PROBLEM DETAILS:
Scan the data that follows and count the lines with the string "Duration"; answer with the count alone.

(Records from a collection)
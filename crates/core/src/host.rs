//! Seam between the runtime and the document/window it runs inside.

/// The browser surface the runtime talks to.
///
/// Implemented by `WebBrowser` (web-sys) in shopfront-wasm and by
/// [`crate::harness::FakeBrowser`] for headless tests.
pub trait Browser {
    /// Replace the visible address without triggering a reload.
    fn push_path(&mut self, path: &str);

    /// Top of the named anchor relative to the viewport, if the anchor
    /// exists in the current document.
    fn anchor_top(&self, anchor: &str) -> Option<f64>;

    /// Current vertical scroll offset of the viewport.
    fn scroll_offset(&self) -> f64;

    /// Move the viewport to the given offset immediately.
    fn set_scroll(&mut self, offset: f64);
}
use chrono::{Duration, Utc};
use serde::Serialize;
use tracing::info;

use crate::db::{BundleRepository, MatchRepository};
use crate::error::{AppError, Result};

#[derive(Debug, Clone, Default, PartialEq, Eq, Serialize)]
pub struct CleanupSummary {
    pub retention_days: i64,
    pub bundles_deleted: u64,
    pub proposals_deleted: u64,
    pub match_alerts_deleted: u64,
}

/// Deletes bundles, proposals and participant alerts past the retention window.
#[derive(Clone)]
pub struct CleanupJob {
    bundles: BundleRepository,
    matches: MatchRepository,
    retention_days: i64,
}

impl CleanupJob {
    pub fn new(bundles: BundleRepository, matches: MatchRepository, retention_days: i64) -> Self {
        Self {
            bundles,
            matches,
            retention_days,
        }
    }

    pub async fn run_once(&self, retention_days: Option<i64>) -> Result<CleanupSummary> {
        let retention_days = retention_days.unwrap_or(self.retention_days).max(0);
        let cutoff = Duration::try_days(retention_days)
            .and_then(|window| Utc::now().checked_sub_signed(window))
            .ok_or_else(|| AppError::Config(format!("retention of {retention_days} days is out of range")))?
            .timestamp_millis();

        let (proposals_deleted, match_alerts_deleted) = self.matches.delete_older_than(cutoff).await?;
        let bundles_deleted = self.bundles.delete_older_than(cutoff).await?;

        let summary = CleanupSummary {
            retention_days,
            bundles_deleted,
            proposals_deleted,
            match_alerts_deleted,
        };
        info!(
            retention_days,
            bundles = bundles_deleted,
            proposals = proposals_deleted,
            match_alerts = match_alerts_deleted,
            "Cleanup complete"
        );
        Ok(summary)
    }
}
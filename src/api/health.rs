//! Shared health state for the /health endpoint.
//! Updated by every queue worker loop, read by the API.

use std::collections::BTreeMap;
use std::sync::atomic::{AtomicU64, Ordering};

use chrono::Utc;
use dashmap::DashMap;
use serde::Serialize;

/// Counters for one queue loop.
#[derive(Debug, Clone, Copy, Default, PartialEq, Eq, Serialize)]
pub struct LoopHealth {
    /// Unix epoch milliseconds of the last receive attempt (0 = never).
    pub last_poll_at_ms: i64,
    pub polls: u64,
    pub processed: u64,
    pub failed: u64,
    pub receive_errors: u64,
}

/// Shared health metrics. Written by queue workers, read by the API.
#[derive(Default)]
pub struct HealthState {
    processed: AtomicU64,
    failed: AtomicU64,
    loops: DashMap<String, LoopHealth>,
}

impl HealthState {
    pub fn new() -> Self {
        Self::default()
    }

    /// Makes a loop visible before its first poll.
    pub fn register_loop(&self, queue: &str) {
        self.loops.entry(queue.to_string()).or_default();
    }

    pub fn record_poll(&self, queue: &str) {
        let mut entry = self.loops.entry(queue.to_string()).or_default();
        entry.polls += 1;
        entry.last_poll_at_ms = Utc::now().timestamp_millis();
    }

    pub fn record_processed(&self, queue: &str) {
        self.processed.fetch_add(1, Ordering::Relaxed);
        self.loops.entry(queue.to_string()).or_default().processed += 1;
    }

    pub fn record_failed(&self, queue: &str) {
        self.failed.fetch_add(1, Ordering::Relaxed);
        self.loops.entry(queue.to_string()).or_default().failed += 1;
    }

    pub fn record_receive_error(&self, queue: &str) {
        self.loops.entry(queue.to_string()).or_default().receive_errors += 1;
    }

    pub fn processed(&self) -> u64 {
        self.processed.load(Ordering::Relaxed)
    }

    pub fn failed(&self) -> u64 {
        self.failed.load(Ordering::Relaxed)
    }

    pub fn loop_health(&self, queue: &str) -> Option<LoopHealth> {
        self.loops.get(queue).map(|entry| *entry)
    }

    /// Snapshot of every loop, sorted by queue name.
    pub fn loops(&self) -> BTreeMap<String, LoopHealth> {
        self.loops
            .iter()
            .map(|entry| (entry.key().clone(), *entry.value()))
            .collect()
    }
}
#[derive(Debug, Clone, Default, PartialEq, Serialize, Deserialize)]
#[serde(default)]
pub struct LocationCriteria {
    pub city: Option<String>,
    pub country: Option<String>,
    pub region: Option<String>,
    pub coordinates: Option<Coordinates>,
}

/// Dates are ISO-8601 strings (`YYYY-MM-DD` or longer), compared lexically.
#[derive(Debug, Clone, Default, PartialEq, Serialize, Deserialize)]
#[serde(default)]
pub struct TimelineCriteria {
    pub planning_start: Option<String>,
    pub execution_start: Option<String>,
    pub completion: Option<String>,
    pub deadline: Option<String>,
    pub urgency: Option<String>,
}

#[derive(Debug, Clone, Default, PartialEq, Serialize, Deserialize)]
#[serde(default)]
pub struct TechnicalCriteria {
    pub technology: Option<String>,
    pub capacity_mw: Option<f64>,
    pub maturity: Option<String>,
}

#[derive(Debug, Clone, Default, PartialEq, Serialize, Deserialize)]
#[serde(default)]
pub struct BundlingCriteria {
    pub eligible: Option<bool>,
    pub minimum_bundle_size: Option<u32>,
    pub maximum_bundle_partners: Option<u32>,
    pub compatibility_requirements: Vec<String>,
}

/// Typed criteria document. Each section is parsed independently: a section
/// that is present but does not fit its shape is left at its default and
/// recorded in `malformed`, so the scorer can neutralise only that criterion.
#[derive(Debug, Clone, Default, PartialEq, Serialize)]
pub struct Criteria {
    pub sector: SectorCriteria,
    pub financial: FinancialCriteria,
    pub location: LocationCriteria,
    pub timeline: TimelineCriteria,
    pub technical: TechnicalCriteria,
    pub bundling: BundlingCriteria,
    #[serde(skip)]
    pub malformed: Vec<CriteriaSection>,
}

impl Criteria {
    pub fn from_value(value: &Value) -> Self {
        let mut criteria = Criteria::default();
        let obj = match value {
            Value::Object(obj) => obj,
            Value::Null => return criteria,
            _ => {
                criteria.malformed = CriteriaSection::ALL.to_vec();
                return criteria;
            }
        };

        let malformed = &mut criteria.malformed;
        criteria.sector = parse_section(obj, CriteriaSection::Sector, malformed);
        criteria.financial = parse_section(obj, CriteriaSection::Financial, malformed);
        criteria.location = parse_section(obj, CriteriaSection::Location, malformed);
        criteria.timeline = parse_section(obj, CriteriaSection::Timeline, malformed);
        criteria.technical = parse_section(obj, CriteriaSection::Technical, malformed);
        criteria.bundling = parse_section(obj, CriteriaSection::Bundling, malformed);
        criteria
    }

    pub fn is_malformed(&self, section: CriteriaSection) -> bool {
        self.malformed.contains(&section)
    }
}

fn parse_section<T: DeserializeOwned + Default>(
    obj: &Map<String, Value>,
    section: CriteriaSection,
    malformed: &mut Vec<CriteriaSection>,
) -> T {
    match obj.get(section.key()) {
        None | Some(Value::Null) => T::default(),
        Some(v) => serde_json::from_value(v.clone()).unwrap_or_else(|_| {
            malformed.push(section);
            T::default()
        }),
    }
}

impl<'de> Deserialize<'de> for Criteria {
    fn deserialize<D: Deserializer<'de>>(deserializer: D) -> std::result::Result<Self, D::Error> {
        let value = Value::deserialize(deserializer)?;
        Ok(Criteria::from_value(&value))
    }
}

// ---------------------------------------------------------------------------
// Opportunity / Funder views
// ---------------------------------------------------------------------------

fn non_empty(s: Option<&str>) -> Option<&str> {
    s.map(str::trim).filter(|s| !s.is_empty())
}

/// An investment alert seen from the demand side. Absent numbers read as 0.
#[derive(Debug, Clone)]
pub struct Opportunity {
    pub alert: Alert,
}

impl Opportunity {
    pub fn new(alert: Alert) -> Self {
        Self { alert }
    }

    /// Stable reference stored on bundles: the research id when known.
    pub fn reference(&self) -> &str {
        self.alert.research_id.as_deref().unwrap_or(&self.alert.alert_id)
    }

    /// Lower-cased sector: research record first, then `criteria.sector.primary`.
    pub fn sector(&self) -> Option<String> {
        non_empty(self.alert.research.sector.as_deref())
            .or_else(|| non_empty(self.alert.criteria.sector.primary.as_deref()))
            .map(str::to_lowercase)
    }

    pub fn amount(&self) -> f64 {
        self.alert.criteria.financial.amount.unwrap_or(0.0)
    }

    pub fn roi(&self) -> f64 {
        self.alert.criteria.financial.roi_expected.unwrap_or(0.0)
    }

    pub fn carbon_reduction(&self) -> f64 {
        self.alert.criteria.financial.carbon_reduction_tons_annually.unwrap_or(0.0)
    }

    pub fn capacity_mw(&self) -> f64 {
        self.alert.criteria.technical.capacity_mw.unwrap_or(0.0)
    }

    pub fn technology(&self) -> Option<&str> {
        non_empty(self.alert.criteria.technical.technology.as_deref())
    }

    pub fn execution_start(&self) -> Option<&str> {
        non_empty(self.alert.criteria.timeline.execution_start.as_deref())
    }

    pub fn completion(&self) -> Option<&str> {
        non_empty(self.alert.criteria.timeline.completion.as_deref())
    }

    pub fn country(&self) -> Option<&str> {
        non_empty(self.alert.research.country.as_deref())
            .or_else(|| non_empty(self.alert.criteria.location.country.as_deref()))
    }

    pub fn city(&self) -> Option<&str> {
        non_empty(self.alert.research.city.as_deref())
            .or_else(|| non_empty(self.alert.criteria.location.city.as_deref()))
    }
}

/// A funding alert seen from the supply side. Absent numbers read as 0.
#[derive(Debug, Clone)]
pub struct Funder {
    pub alert: Alert,
}

impl Funder {
    pub fn new(alert: Alert) -> Self {
        Self { alert }
    }

    pub fn reference(&self) -> &str {
        self.alert.research_id.as_deref().unwrap_or(&self.alert.alert_id)
    }

    pub fn primary_sector(&self) -> Option<String> {
        non_empty(self.alert.criteria.sector.primary.as_deref()).map(str::to_lowercase)
    }

    pub fn minimum_required(&self) -> f64 {
        self.alert.criteria.financial.minimum_required.unwrap_or(0.0)
    }

    /// Capital the funder has available (`financial.amount`).
    pub fn available_funding(&self) -> f64 {
        self.alert.criteria.financial.amount.unwrap_or(0.0)
    }

    pub fn roi_expected(&self) -> f64 {
        self.alert.criteria.financial.roi_expected.unwrap_or(0.0)
    }
}

// ---------------------------------------------------------------------------
// Match classification
// ---------------------------------------------------------------------------

#[derive(Debug, Clone, Copy, PartialEq, Eq, Serialize, Deserialize)]
#[serde(rename_all = "lowercase")]
pub enum MatchType {
    Simple,
    Bundled,
}

impl std::fmt::Display for MatchType {
    fn fmt(&self, f: &mut std::fmt::Formatter<'_>) -> std::fmt::Result {
        match self {
            MatchType::Simple => write!(f, "simple"),
            MatchType::Bundled => write!(f, "bundled"),
        }
    }
}

#[derive(Debug, Clone, Copy, PartialEq, Eq, Serialize, Deserialize)]
#[serde(rename_all = "lowercase")]
pub enum ConfidenceLevel {
    /// score >= 0.80: notified automatically.
    High,
    /// 0.60 <= score < 0.80: queued for human approval.
    Medium,
    /// score < 0.60: logged only.
    Low,
}

impl ConfidenceLevel {
    pub fn from_score(score: f64) -> Self {
        if score >= HIGH_CONFIDENCE_THRESHOLD {
            ConfidenceLevel::High
        } else if score >= MATCH_THRESHOLD {
            ConfidenceLevel::Medium
        } else {
            ConfidenceLevel::Low
        }
    }
}

impl std::fmt::Display for ConfidenceLevel {
    fn fmt(&self, f: &mut std::fmt::Formatter<'_>) -> std::fmt::Result {
        let s = match self {
            ConfidenceLevel::High => "high",
            ConfidenceLevel::Medium => "medium",
            ConfidenceLevel::Low => "low",
        };
        write!(f, "{s}")
    }
}
use chrono::{DateTime, Utc};
use serde::{Deserialize, Serialize};
use serde_json::Value;

use crate::error::{AppError, Result};
use crate::types::{AlertStatus, AlertType, BundleStatus, MatchType};

// ---------------------------------------------------------------------------
// Message types
// ---------------------------------------------------------------------------

#[derive(Debug, Clone, Copy, PartialEq, Eq, Hash, Serialize, Deserialize)]
#[serde(rename_all = "snake_case")]
pub enum MessageType {
    InvestmentOpportunity,
    FundingOpportunity,
    ResearchRequest,
    ResearchComplete,
    MatchRequest,
    MatchResult,
    MatchFound,
    MatchApprovalNeeded,
    MatchStatusChange,
}

impl MessageType {
    pub fn as_str(self) -> &'static str {
        match self {
            MessageType::InvestmentOpportunity => "investment_opportunity",
            MessageType::FundingOpportunity => "funding_opportunity",
            MessageType::ResearchRequest => "research_request",
            MessageType::ResearchComplete => "research_complete",
            MessageType::MatchRequest => "match_request",
            MessageType::MatchResult => "match_result",
            MessageType::MatchFound => "match_found",
            MessageType::MatchApprovalNeeded => "match_approval_needed",
            MessageType::MatchStatusChange => "match_status_change",
        }
    }

    pub fn parse(s: &str) -> Option<Self> {
        match s {
            "investment_opportunity" => Some(MessageType::InvestmentOpportunity),
            "funding_opportunity" => Some(MessageType::FundingOpportunity),
            "research_request" => Some(MessageType::ResearchRequest),
            "research_complete" => Some(MessageType::ResearchComplete),
            "match_request" => Some(MessageType::MatchRequest),
            "match_result" => Some(MessageType::MatchResult),
            "match_found" => Some(MessageType::MatchFound),
            "match_approval_needed" => Some(MessageType::MatchApprovalNeeded),
            "match_status_change" => Some(MessageType::MatchStatusChange),
            _ => None,
        }
    }
}

impl std::fmt::Display for MessageType {
    fn fmt(&self, f: &mut std::fmt::Formatter<'_>) -> std::fmt::Result {
        write!(f, "{}", self.as_str())
    }
}

// ---------------------------------------------------------------------------
// Wire envelope
// ---------------------------------------------------------------------------

/// `{type, payload, timestamp}` as it travels through a queue. `type` stays a
/// string here so an unknown type can be reported instead of failing the parse.
#[derive(Debug, Clone, PartialEq, Serialize, Deserialize)]
pub struct Envelope {
    #[serde(rename = "type")]
    pub kind: String,
    #[serde(default)]
    pub payload: Value,
    pub timestamp: DateTime<Utc>,
}

/// An envelope handed out by `receive`, with the transport's delivery metadata.
#[derive(Debug, Clone)]
pub struct ReceivedMessage {
    pub message_id: String,
    /// Changes on every delivery; only the latest one deletes the message.
    pub receipt_handle: String,
    pub receive_count: u32,
    pub envelope: Envelope,
}

/// An envelope seen through `peek`; carries no receipt handle.
#[derive(Debug, Clone, Serialize)]
pub struct PeekedMessage {
    pub message_id: String,
    pub receive_count: u32,
    pub envelope: Envelope,
}

// ---------------------------------------------------------------------------
// Typed payloads
// ---------------------------------------------------------------------------

#[derive(Debug, Clone, PartialEq, Serialize, Deserialize)]
pub struct MatchRequestPayload {
    /// Falls back to the configured lookback when absent.
    #[serde(default)]
    pub lookback_days: Option<i64>,
    #[serde(default = "default_trigger_source")]
    pub trigger_source: String,
    #[serde(default)]
    pub requested_at: Option<DateTime<Utc>>,
}

fn default_trigger_source() -> String {
    "unknown".to_string()
}

#[derive(Debug, Clone, PartialEq, Serialize, Deserialize)]
pub struct MatchFoundPayload {
    pub bundle_id: String,
    pub opportunities: usize,
    pub score: f64,
    #[serde(rename = "type")]
    pub match_type: MatchType,
}

#[derive(Debug, Clone, Default, PartialEq, Eq, Serialize, Deserialize)]
pub struct MatchResultPayload {
    pub total_matches: usize,
    pub high_confidence: usize,
    pub medium_confidence: usize,
    pub investment_alerts_processed: usize,
    pub funding_alerts_processed: usize,
}

/// Minimal reviewable summary; never the full match.
#[derive(Debug, Clone, PartialEq, Serialize, Deserialize)]
pub struct ApprovalNeededPayload {
    pub match_id: String,
    pub match_type: MatchType,
    pub compatibility_score: f64,
    pub opportunities_count: usize,
    pub funders_count: usize,
    pub total_investment: f64,
    pub created_at: DateTime<Utc>,
}

#[derive(Debug, Clone, PartialEq, Serialize, Deserialize)]
pub struct StatusChangePayload {
    pub bundle_id: String,
    pub status: BundleStatus,
    #[serde(default)]
    pub reviewed_by: Option<String>,
}

/// Alert produced by the upstream research workflow.
#[derive(Debug, Clone, PartialEq, Serialize, Deserialize)]
pub struct AlertPayload {
    pub alert_id: String,
    pub alert_type: AlertType,
    #[serde(default)]
    pub research_id: Option<String>,
    #[serde(default)]
    pub criteria: Value,
    #[serde(default)]
    pub status: Option<AlertStatus>,
}

/// Location/sector summary of the research record behind an alert.
#[derive(Debug, Clone, Default, PartialEq, Serialize, Deserialize)]
#[serde(default)]
pub struct ResearchPayload {
    pub city: Option<String>,
    pub country: Option<String>,
    pub country_code: Option<String>,
    pub sector: Option<String>,
}

#[derive(Debug, Clone, PartialEq, Serialize, Deserialize)]
pub struct ResearchCompletePayload {
    #[serde(default)]
    pub research_id: Option<String>,
    #[serde(default)]
    pub research: Option<ResearchPayload>,
    #[serde(default)]
    pub alert: Option<AlertPayload>,
}

// ---------------------------------------------------------------------------
// Decoded body
// ---------------------------------------------------------------------------

/// A decoded message body. Research-side payloads stay opaque: that workflow
/// lives outside this service.
#[derive(Debug, Clone, PartialEq)]
pub enum MessageBody {
    InvestmentOpportunity(Value),
    FundingOpportunity(Value),
    ResearchRequest(Value),
    ResearchComplete(ResearchCompletePayload),
    MatchRequest(MatchRequestPayload),
    MatchResult(MatchResultPayload),
    MatchFound(MatchFoundPayload),
    MatchApprovalNeeded(ApprovalNeededPayload),
    MatchStatusChange(StatusChangePayload),
}

impl MessageBody {
    pub fn kind(&self) -> MessageType {
        match self {
            MessageBody::InvestmentOpportunity(_) => MessageType::InvestmentOpportunity,
            MessageBody::FundingOpportunity(_) => MessageType::FundingOpportunity,
            MessageBody::ResearchRequest(_) => MessageType::ResearchRequest,
            MessageBody::ResearchComplete(_) => MessageType::ResearchComplete,
            MessageBody::MatchRequest(_) => MessageType::MatchRequest,
            MessageBody::MatchResult(_) => MessageType::MatchResult,
            MessageBody::MatchFound(_) => MessageType::MatchFound,
            MessageBody::MatchApprovalNeeded(_) => MessageType::MatchApprovalNeeded,
            MessageBody::MatchStatusChange(_) => MessageType::MatchStatusChange,
        }
    }

    pub fn decode(envelope: &Envelope) -> Result<Self> {
        let kind = MessageType::parse(&envelope.kind)
            .ok_or_else(|| AppError::UnknownMessageType(envelope.kind.clone()))?;
        let payload = envelope.payload.clone();
        Ok(match kind {
            MessageType::InvestmentOpportunity => MessageBody::InvestmentOpportunity(payload),
            MessageType::FundingOpportunity => MessageBody::FundingOpportunity(payload),
            MessageType::ResearchRequest => MessageBody::ResearchRequest(payload),
            MessageType::ResearchComplete => MessageBody::ResearchComplete(serde_json::from_value(payload)?),
            MessageType::MatchRequest => MessageBody::MatchRequest(serde_json::from_value(payload)?),
            MessageType::MatchResult => MessageBody::MatchResult(serde_json::from_value(payload)?),
            MessageType::MatchFound => MessageBody::MatchFound(serde_json::from_value(payload)?),
            MessageType::MatchApprovalNeeded => {
                MessageBody::MatchApprovalNeeded(serde_json::from_value(payload)?)
            }
            MessageType::MatchStatusChange => {
                MessageBody::MatchStatusChange(serde_json::from_value(payload)?)
            }
        })
    }

    pub fn to_envelope(&self) -> Result<Envelope> {
        let payload = match self {
            MessageBody::InvestmentOpportunity(v)
            | MessageBody::FundingOpportunity(v)
            | MessageBody::ResearchRequest(v) => v.clone(),
            MessageBody::ResearchComplete(p) => serde_json::to_value(p)?,
            MessageBody::MatchRequest(p) => serde_json::to_value(p)?,
            MessageBody::MatchResult(p) => serde_json::to_value(p)?,
            MessageBody::MatchFound(p) => serde_json::to_value(p)?,
            MessageBody::MatchApprovalNeeded(p) => serde_json::to_value(p)?,
            MessageBody::MatchStatusChange(p) => serde_json::to_value(p)?,
        };
        Ok(Envelope {
            kind: self.kind().as_str().to_string(),
            payload,
            timestamp: Utc::now(),
        })
    }
}

/// A received message whose body has been decoded.
#[derive(Debug, Clone)]
pub struct Message {
    pub message_id: String,
    pub receipt_handle: String,
    pub receive_count: u32,
    pub timestamp: DateTime<Utc>,
    pub body: MessageBody,
}

impl Message {
    pub fn decode(received: &ReceivedMessage) -> Result<Self> {
        Ok(Self {
            message_id: received.message_id.clone(),
            receipt_handle: received.receipt_handle.clone(),
            receive_count: received.receive_count,
            timestamp: received.envelope.timestamp,
            body: MessageBody::decode(&received.envelope)?,
        })
    }

    pub fn kind(&self) -> MessageType {
        self.body.kind()
    }
}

TASK SOLUTION:
2